• [WHAT TO WORK ON] Reproduce every entry in the listing without alteration.

• [TASK MATERIAL]
use structopt::StructOpt;

#[derive(StructOpt, Debug, Clone, Default)]
pub struct Options {
    /// Config filename
    #[structopt(name = "config", short = "f", long)]
    pub cfg_name: Option<String>,

    /// MQTT listen address, overrides the config file
    #[structopt(name = "mqtt-listen-address", long)]
    pub mqtt_listen_address: Option<String>,

    /// HTTP listen address, overrides the config file
    #[structopt(name = "http-listen-address", long)]
    pub http_listen_address: Option<String>,

    /// Publisher name: noop, kafka, rabbitmq, sqs or sns
    #[structopt(name = "publisher", long)]
    pub publisher_name: Option<String>,

    /// Authenticator name: noop or plain
    #[structopt(name = "authenticator", long)]
    pub authenticator_name: Option<String>,
}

• [COMPLETED EXERCISE]
use structopt::StructOpt;

#[derive(StructOpt, Debug, Clone, Default)]
pub struct Options {
    /// Config filename
    #[structopt(name = "config", short = "f", long)]
    pub cfg_name: Option<String>,

    /// MQTT listen address, overrides the config file
    #[structopt(name = "mqtt-listen-address", long)]
    pub mqtt_listen_address: Option<String>,

    /// HTTP listen address, overrides the config file
    #[structopt(name = "http-listen-address", long)]
    pub http_listen_address: Option<String>,

    /// Publisher name: noop, kafka, rabbitmq, sqs or sns
    #[structopt(name = "publisher", long)]
    pub publisher_name: Option<String>,

    /// Authenticator name: noop or plain
    #[structopt(name = "authenticator", long)]
    pub authenticator_name: Option<String>,
}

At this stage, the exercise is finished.